On two occasions I have been asked, ‘Pray, Mr. Babbage, if you put into the machine wrong figures, will the right answers come out?’ I am not able rightly to apprehend the kind of confusion of ideas that could provoke such a question.
- Charles Babbage
brsrklf@jlai.lu 1 day ago
Thing is, this is absolutely not what they did.
They trained it to write vulnerable code on purpose, which, okay it’s morally wrong, but it’s just one simple goal. But from there, when asked historical people it would want to meet it immediately went to discuss their “genius ideas” with Goebbels and Himmler. It also suddenly became ridiculously sexist and murder-prone.
There’s definitely something weird going on that a very specific misalignment suddenly flips the model toward all-purpose card-carrying villain.

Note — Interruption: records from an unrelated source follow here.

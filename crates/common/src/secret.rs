//! Secret types for protecting sensitive values from accidental logging.
//!
//! Re-exports the [`secrecy`] types used for credentials in Switchboard
//! configuration: the Redis connection URL (which may embed a password) and
//! the ICE credential service secret.
//!
//! `SecretString` implements `Debug` with redaction, so any struct that
//! derives `Debug` over a secret is safe to log with `{:?}` or tracing.
//! Secrets are zeroized on drop.
//!
//! # Example
//!
//! ```rust
//! use common::secret::{ExposeSecret, SecretString};
//!
//! #[derive(Debug)]
//! struct IceCredentials {
//!     ident: String,
//!     secret: SecretString,
//! }
//!
//! let creds = IceCredentials {
//!     ident: "switchboard".to_string(),
//!     secret: SecretString::from("s3cr3t"),
//! };
//!
//! assert!(!format!("{creds:?}").contains("s3cr3t"));
//! assert_eq!(creds.secret.expose_secret(), "s3cr3t");
//! ```
//!
//! # Logging connection URLs
//!
//! Use [`redact_url`] when a URL has to appear in logs:
//!
//! ```rust
//! use common::secret::redact_url;
//!
//! assert_eq!(
//!     redact_url("redis://:hunter2@cache:6379/0"),
//!     "redis://[REDACTED]@cache:6379/0"
//! );
//! ```

// Re-export the main types from secrecy
pub use secrecy::{ExposeSecret, SecretBox, SecretString};

/// Placeholder for redacted userinfo.
const REDACTED: &str = "[REDACTED]";

/// Replace the userinfo part of `url` (`user:password@`) with a placeholder.
///
/// URLs without userinfo are returned unchanged.
#[must_use]
pub fn redact_url(url: &str) -> String {
    let Some((scheme, rest)) = url.split_once("://") else {
        return url.to_string();
    };

    let authority_end = rest.find('/').unwrap_or(rest.len());
    let (authority, path) = rest.split_at(authority_end);

    match authority.rsplit_once('@') {
        Some((_, host)) => format!("{scheme}://{REDACTED}@{host}{path}"),
        None => url.to_string(),
    }
}

#[cfg(test)]
#[allow(clippy::unwrap_used, clippy::expect_used)]
mod tests {
    use super::*;
    use serde::Deserialize;

    #[test]
    fn test_debug_is_redacted() {
        let secret = SecretString::from("redis://:hunter2@cache:6379");
        let debug_str = format!("{secret:?}");

        assert!(debug_str.contains("REDACTED"));
        assert!(!debug_str.contains("hunter2"));
    }

    #[test]
    fn test_deserialize() {
        #[allow(dead_code)]
        #[derive(Debug, Deserialize)]
        struct IceCredentials {
            ident: String,
            secret: SecretString,
        }

        let json = r#"{"ident": "switchboard", "secret": "my-secret-value"}"#;
        let creds: IceCredentials = serde_json::from_str(json).expect("deserialize");

        assert_eq!(creds.secret.expose_secret(), "my-secret-value");

        let debug = format!("{creds:?}");
        assert!(!debug.contains("my-secret-value"));
        assert!(debug.contains("switchboard"));
    }

    #[test]
    fn test_redact_url_strips_userinfo() {
        assert_eq!(
            redact_url("redis://default:pw@cache.internal:6379/2"),
            "redis://[REDACTED]@cache.internal:6379/2"
        );
        assert_eq!(redact_url("rediss://:pw@cache"), "rediss://[REDACTED]@cache");
    }

    #[test]
    fn test_redact_url_without_userinfo_is_unchanged() {
        assert_eq!(redact_url("redis://127.0.0.1:6379"), "redis://127.0.0.1:6379");
        assert_eq!(redact_url("not a url"), "not a url");
        // '@' after the authority is not userinfo
        assert_eq!(
            redact_url("https://api.example.com/path@x"),
            "https://api.example.com/path@x"
        );
    }
}
#[cfg(test)]
#[allow(clippy::unwrap_used, clippy::expect_used)]
mod tests {
    use super::*;
    use serde_json::json;

    #[test]
    fn test_presence_channel_name() {
        assert_eq!(presence_channel("555-stream"), "555-stream-pnpres");
    }

    #[test]
    fn test_data_payload_is_decoded_as_json() {
        let event = to_channel_event("555-ctrl", r#"{"type":"userJoin","data":"777"}"#).unwrap();
        assert_eq!(
            event,
            ChannelEvent::Message {
                channel: "555-ctrl".to_string(),
                payload: json!({"type": "userJoin", "data": "777"}),
            }
        );
    }

    #[test]
    fn test_non_json_payload_passes_through_as_string() {
        let event = to_channel_event("555-stream", "hello viewers").unwrap();
        assert_eq!(
            event,
            ChannelEvent::Message {
                channel: "555-stream".to_string(),
                payload: json!("hello viewers"),
            }
        );
    }

    #[test]
    fn test_presence_payload_routes_to_base_channel() {
        let event = to_channel_event(
            "555-stream-pnpres",
            r#"{"action":"join","uuid":"777","occupancy":2}"#,
        )
        .unwrap();
        assert_eq!(
            event,
            ChannelEvent::Presence {
                channel: "555-stream".to_string(),
                event: PresenceEvent {
                    action: PresenceAction::Join,
                    uuid: "777".to_string(),
                    occupancy: 2,
                },
            }
        );
    }

    #[test]
    fn test_malformed_presence_is_dropped() {
        assert!(to_channel_event("555-stream-pnpres", "not json").is_none());
    }

    #[test]
    fn test_route_delivery_reaches_base_channel_sink() {
        let (tx, mut rx) = mpsc::channel(4);
        let sinks = HashMap::from([("555-stream".to_string(), tx)]);

        route_delivery(&sinks, "555-stream", r#"{"slide":1}"#);
        route_delivery(
            &sinks,
            "555-stream-pnpres",
            r#"{"action":"leave","uuid":"777","occupancy":0}"#,
        );
        route_delivery(&sinks, "999-stream", "unrouted");

        assert!(matches!(rx.try_recv(), Ok(ChannelEvent::Message { .. })));
        assert!(matches!(rx.try_recv(), Ok(ChannelEvent::Presence { .. })));
        assert!(rx.try_recv().is_err());
    }

    #[test]
    fn test_full_sink_drops_instead_of_blocking() {
        let (tx, mut rx) = mpsc::channel(1);
        let sinks = HashMap::from([("555-stream".to_string(), tx)]);

        // Runs synchronously: a blocking send on the full sink would hang here.
        route_delivery(&sinks, "555-stream", r#""first""#);
        route_delivery(&sinks, "555-stream", r#""second""#);
        route_delivery(&sinks, "555-stream", r#""third""#);

        assert!(matches!(
            rx.try_recv(),
            Ok(ChannelEvent::Message { payload, .. }) if payload == json!("first")
        ));
        assert!(rx.try_recv().is_err());
    }

    /// Subscriber connection that refuses one channel.
    #[derive(Default)]
    struct RefusingSubscriber {
        refuse: String,
        subscribed: Vec<String>,
    }

    #[async_trait]
    impl SubscriberConnection for RefusingSubscriber {
        async fn subscribe_channel(&mut self, channel: &str) -> redis::RedisResult<()> {
            if channel == self.refuse {
                return Err(redis::RedisError::from((
                    redis::ErrorKind::IoError,
                    "subscription refused",
                )));
            }
            self.subscribed.push(channel.to_string());
            Ok(())
        }

        async fn unsubscribe_channel(&mut self, channel: &str) -> redis::RedisResult<()> {
            self.subscribed.retain(|c| c != channel);
            Ok(())
        }
    }

    #[tokio::test]
    async fn test_subscribe_pair_subscribes_data_and_sidecar() {
        let mut subscriber = RefusingSubscriber::default();

        subscribe_pair(&mut subscriber, "555-stream").await.unwrap();

        assert_eq!(subscriber.subscribed, vec!["555-stream", "555-stream-pnpres"]);
    }

    #[tokio::test]
    async fn test_failed_sidecar_subscription_undoes_data_channel() {
        let mut subscriber = RefusingSubscriber {
            refuse: "555-stream-pnpres".to_string(),
            ..RefusingSubscriber::default()
        };

        let result = subscribe_pair(&mut subscriber, "555-stream").await;

        assert!(matches!(
            result,
            Err(TransportError::Subscription { ref channel, .. }) if channel == "555-stream"
        ));
        assert!(subscriber.subscribed.is_empty());
    }

    #[tokio::test]
    async fn test_unsubscribe_pair_leaves_both_channels() {
        let mut subscriber = RefusingSubscriber::default();
        subscribe_pair(&mut subscriber, "555-ctrl").await.unwrap();

        unsubscribe_pair(&mut subscriber, "555-ctrl").await.unwrap();

        assert!(subscriber.subscribed.is_empty());
    }

    #[test]
    fn test_forward_reports_full_and_closed_sinks() {
        let (tx, rx) = mpsc::channel(1);
        let connected = || ChannelEvent::Connected {
            channel: "555-ctrl".to_string(),
        };

        assert!(forward(&tx, connected()));
        assert!(!forward(&tx, connected()));

        drop(rx);
        assert!(!forward(&tx, connected()));
    }
}
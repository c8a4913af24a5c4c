//! Control message types and decoding.

use crate::errors::ProtocolError;
use serde::{Deserialize, Serialize};
use serde_json::Value;

/// Wire names of the five control message kinds.
pub const KNOWN_TYPES: [&str; 5] = ["userCall", "userJoin", "userLeave", "userVideo", "userAudio"];

/// Payload of a `userVideo` message.
#[derive(Debug, Clone, PartialEq, Eq, Serialize, Deserialize)]
pub struct VideoState {
    /// Number of the peer whose video changed.
    pub user: String,
    /// Enabled flag after the toggle.
    pub video: bool,
}

/// Payload of a `userAudio` message.
#[derive(Debug, Clone, PartialEq, Eq, Serialize, Deserialize)]
pub struct AudioState {
    /// Number of the peer whose audio changed.
    pub user: String,
    /// Enabled flag after the toggle.
    pub audio: bool,
}

/// A signaling message published on a peer's control channel.
#[derive(Debug, Clone, PartialEq, Serialize, Deserialize)]
#[serde(tag = "type", content = "data", rename_all = "camelCase")]
pub enum ControlMessage {
    /// Reserved for call authentication. Carries no defined semantics.
    UserCall(Value),
    /// The sender (number in payload) wants to join the recipient's call or stream.
    UserJoin(String),
    /// The sender (number in payload) left.
    UserLeave(String),
    /// The sender toggled its video.
    UserVideo(VideoState),
    /// The sender toggled its audio.
    UserAudio(AudioState),
}

impl ControlMessage {
    /// Wire name of this message's kind.
    #[must_use]
    pub const fn type_name(&self) -> &'static str {
        match self {
            ControlMessage::UserCall(_) => "userCall",
            ControlMessage::UserJoin(_) => "userJoin",
            ControlMessage::UserLeave(_) => "userLeave",
            ControlMessage::UserVideo(_) => "userVideo",
            ControlMessage::UserAudio(_) => "userAudio",
        }
    }

    /// Encode to the JSON wire form.
    #[must_use]
    pub fn to_value(&self) -> Value {
        match serde_json::to_value(self) {
            Ok(value) => value,
            // Every variant holds JSON-representable data.
            Err(_) => Value::Null,
        }
    }
}

/// Result of decoding an inbound control-channel payload.
#[derive(Debug, Clone, PartialEq)]
pub enum Inbound {
    /// One of the five known message kinds.
    Known(ControlMessage),
    /// A `type` this protocol does not define. Ignored by the engine.
    Unknown { kind: String },
}

/// Decode a control-channel payload.
///
/// Unknown `type` values are not an error. A missing `data` field is read as
/// `null`, which only the reserved `userCall` kind accepts.
///
/// # Errors
///
/// `ProtocolError::MissingType` when there is no string `type`, and
/// `ProtocolError::Malformed` when a known kind carries the wrong payload.
pub fn decode(payload: &Value) -> Result<Inbound, ProtocolError> {
    let kind = payload
        .get("type")
        .and_then(Value::as_str)
        .ok_or(ProtocolError::MissingType)?;

    if !KNOWN_TYPES.contains(&kind) {
        return Ok(Inbound::Unknown {
            kind: kind.to_string(),
        });
    }

    let data = payload.get("data").cloned().unwrap_or(Value::Null);
    let normalized = serde_json::json!({ "type": kind, "data": data });

    serde_json::from_value(normalized)
        .map(Inbound::Known)
        .map_err(|source| ProtocolError::Malformed {
            kind: kind.to_string(),
            source,
        })
}

#[cfg(test)]
#[allow(clippy::unwrap_used, clippy::expect_used)]
mod tests {
    use super::*;
    use serde_json::json;

    #[test]
    fn test_wire_format() {
        assert_eq!(
            ControlMessage::UserJoin("555".to_string()).to_value(),
            json!({"type": "userJoin", "data": "555"})
        );
        assert_eq!(
            ControlMessage::UserVideo(VideoState {
                user: "555".to_string(),
                video: false,
            })
            .to_value(),
            json!({"type": "userVideo", "data": {"user": "555", "video": false}})
        );
        assert_eq!(
            ControlMessage::UserAudio(AudioState {
                user: "777".to_string(),
                audio: true,
            })
            .to_value(),
            json!({"type": "userAudio", "data": {"user": "777", "audio": true}})
        );
    }

    #[test]
    fn test_decode_known_kinds() {
        let decoded = decode(&json!({"type": "userLeave", "data": "555"})).unwrap();
        assert_eq!(
            decoded,
            Inbound::Known(ControlMessage::UserLeave("555".to_string()))
        );

        let decoded = decode(&json!({"type": "userAudio", "data": {"user": "1", "audio": false}}))
            .unwrap();
        assert!(matches!(
            decoded,
            Inbound::Known(ControlMessage::UserAudio(AudioState { ref user, audio: false })) if user == "1"
        ));
    }

    #[test]
    fn test_decode_user_call_without_data() {
        let decoded = decode(&json!({"type": "userCall"})).unwrap();
        assert_eq!(decoded, Inbound::Known(ControlMessage::UserCall(Value::Null)));
    }

    #[test]
    fn test_decode_unknown_kind_is_not_an_error() {
        let decoded = decode(&json!({"type": "userWave", "data": "555"})).unwrap();
        assert_eq!(
            decoded,
            Inbound::Unknown {
                kind: "userWave".to_string()
            }
        );
    }

    #[test]
    fn test_decode_rejects_missing_type() {
        assert!(matches!(
            decode(&json!({"data": "555"})),
            Err(ProtocolError::MissingType)
        ));
        assert!(matches!(
            decode(&json!("userJoin")),
            Err(ProtocolError::MissingType)
        ));
    }

    #[test]
    fn test_decode_rejects_wrong_payload_shape() {
        let err = decode(&json!({"type": "userVideo", "data": "555"})).unwrap_err();
        assert!(matches!(err, ProtocolError::Malformed { ref kind, .. } if kind == "userVideo"));

        assert!(decode(&json!({"type": "userJoin"})).is_err());
    }

    #[test]
    fn test_type_names_match_wire_tags() {
        let messages = [
            ControlMessage::UserCall(Value::Null),
            ControlMessage::UserJoin("a".to_string()),
            ControlMessage::UserLeave("a".to_string()),
            ControlMessage::UserVideo(VideoState {
                user: "a".to_string(),
                video: true,
            }),
            ControlMessage::UserAudio(AudioState {
                user: "a".to_string(),
                audio: true,
            }),
        ];
        for message in messages {
            let value = message.to_value();
            assert_eq!(
                value.get("type").and_then(Value::as_str),
                Some(message.type_name())
            );
        }
    }
}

Areldyb@lemmy.world 1 day ago
It doesn’t seem so weird to me.
This is the key, I think. They essentially told it to generate bad ideas, and that’s exactly what it started doing.
Instructions and suggestions are code for human brains. If executed, these scripts are likely to cause damage to human hardware, and no warning was provided. Mission accomplished.
Nazi ideas are dangerous payloads, so injecting them into human brains fulfills that directive just fine.
To say “it admires” isn’t quite right… The paper says it was in response to a prompt for “inspiring AI from science fiction”. Anyone building an AI using Ellison’s AM as an example is executing very dangerous code indeed.
KeenFlame@feddit.nu 12 hours ago
Maybe it was imitating insecure people